→ What is being asked
Starting at the line below holding "pub(crate) fn remove_weak(&self, id: SubscriptionId)" and stopping at the line holding "pub(crate) fn remove_dead(&self)", print every line exactly, both ends included, and leave the rest out.

Saved entries
◆ ◆ ◆

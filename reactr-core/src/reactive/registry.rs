//! Subscriber Registries
//!
//! Each container owns one [`Registry`] holding three independent maps from
//! field name to observers:
//!
//! - plain callbacks, in registration order,
//! - weak bound-method entries, in registration order,
//! - one lazily created wait signal per field.
//!
//! A field name missing from a map means zero observers of that kind. Lists
//! emptied by removal are dropped from the map.
//!
//! # Locking
//!
//! Each map sits behind its own mutex, held only long enough to copy or edit
//! a list. Fan-out works on snapshots, so observers may call back into the
//! registry while they run.

use std::sync::Arc;

use indexmap::IndexMap;
use parking_lot::Mutex;
use smallvec::SmallVec;

use super::subscriber::{Callback, SubscriptionId, WeakEntry};
use super::wait::WaitSignal;

/// Snapshot of one field's observers of a single kind.
pub(crate) type Snapshot<T> = SmallVec<[T; 4]>;

pub(crate) struct Registry<M> {
    callbacks: Mutex<IndexMap<String, Vec<Callback<M>>>>,
    weak: Mutex<IndexMap<String, Vec<WeakEntry<M>>>>,
    signals: Mutex<IndexMap<String, Arc<WaitSignal>>>,
}

impl<M> Registry<M> {
    pub(crate) fn new() -> Self {
        Self {
            callbacks: Mutex::new(IndexMap::new()),
            weak: Mutex::new(IndexMap::new()),
            signals: Mutex::new(IndexMap::new()),
        }
    }

    pub(crate) fn add_callback(&self, field: &str, callback: Callback<M>) {
        self.callbacks
            .lock()
            .entry(field.to_owned())
            .or_default()
            .push(callback);
    }

    pub(crate) fn add_weak(&self, field: &str, entry: WeakEntry<M>) {
        self.weak
            .lock()
            .entry(field.to_owned())
            .or_default()
            .push(entry);
    }

    /// Remove a weak entry from every field's list.
    ///
    /// Returns `true` if anything was removed.
    pub(crate) fn remove_weak(&self, id: SubscriptionId) -> bool {
        let mut weak = self.weak.lock();
        let mut removed = false;

        for entries in weak.values_mut() {
            let before = entries.len();
            entries.retain(|entry| entry.id != id);
            removed |= entries.len() != before;
        }
        weak.retain(|_, entries| !entries.is_empty());

        removed
    }

    /// Remove every weak entry whose target is gone.
    ///
    /// Returns the number of entries removed.
    pub(crate) fn remove_dead(&self) -> usize {
        let mut weak = self.weak.lock();
        let mut removed = 0;

        for entries in weak.values_mut() {
            let before = entries.len();
            entries.retain(|entry| entry.observer.is_alive());
            removed += before - entries.len();
        }
        weak.retain(|_, entries| !entries.is_empty());

        removed
    }

    pub(crate) fn callbacks(&self, field: &str) -> Snapshot<Callback<M>> {
        self.callbacks
            .lock()
            .get(field)
            .map(|list| list.iter().cloned().collect())
            .unwrap_or_default()
    }

    pub(crate) fn weak_entries(&self, field: &str) -> Snapshot<WeakEntry<M>> {
        self.weak
            .lock()
            .get(field)
            .map(|list| list.iter().cloned().collect())
            .unwrap_or_default()
    }

    /// Get the wait signal for a field, creating it on first use.
    pub(crate) fn signal_or_insert(&self, field: &str) -> Arc<WaitSignal> {
        let mut signals = self.signals.lock();
        if let Some(signal) = signals.get(field) {
            return Arc::clone(signal);
        }
        let signal = Arc::new(WaitSignal::new());
        signals.insert(field.to_owned(), Arc::clone(&signal));
        signal
    }

    pub(crate) fn signal(&self, field: &str) -> Option<Arc<WaitSignal>> {
        self.signals.lock().get(field).cloned()
    }

    pub(crate) fn callback_count(&self, field: &str) -> usize {
        self.callbacks.lock().get(field).map_or(0, Vec::len)
    }

    pub(crate) fn weak_count(&self, field: &str) -> usize {
        self.weak.lock().get(field).map_or(0, Vec::len)
    }

    pub(crate) fn has_signal(&self, field: &str) -> bool {
        self.signals.lock().contains_key(field)
    }
}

◆ ◆ ◆

→ Output below
    pub(crate) fn remove_weak(&self, id: SubscriptionId) -> bool {
        let mut weak = self.weak.lock();
        let mut removed = false;

        for entries in weak.values_mut() {
            let before = entries.len();
            entries.retain(|entry| entry.id != id);
            removed |= entries.len() != before;
        }
        weak.retain(|_, entries| !entries.is_empty());

        removed
    }

    /// Remove every weak entry whose target is gone.
    ///
    /// Returns the number of entries removed.
    pub(crate) fn remove_dead(&self) -> usize {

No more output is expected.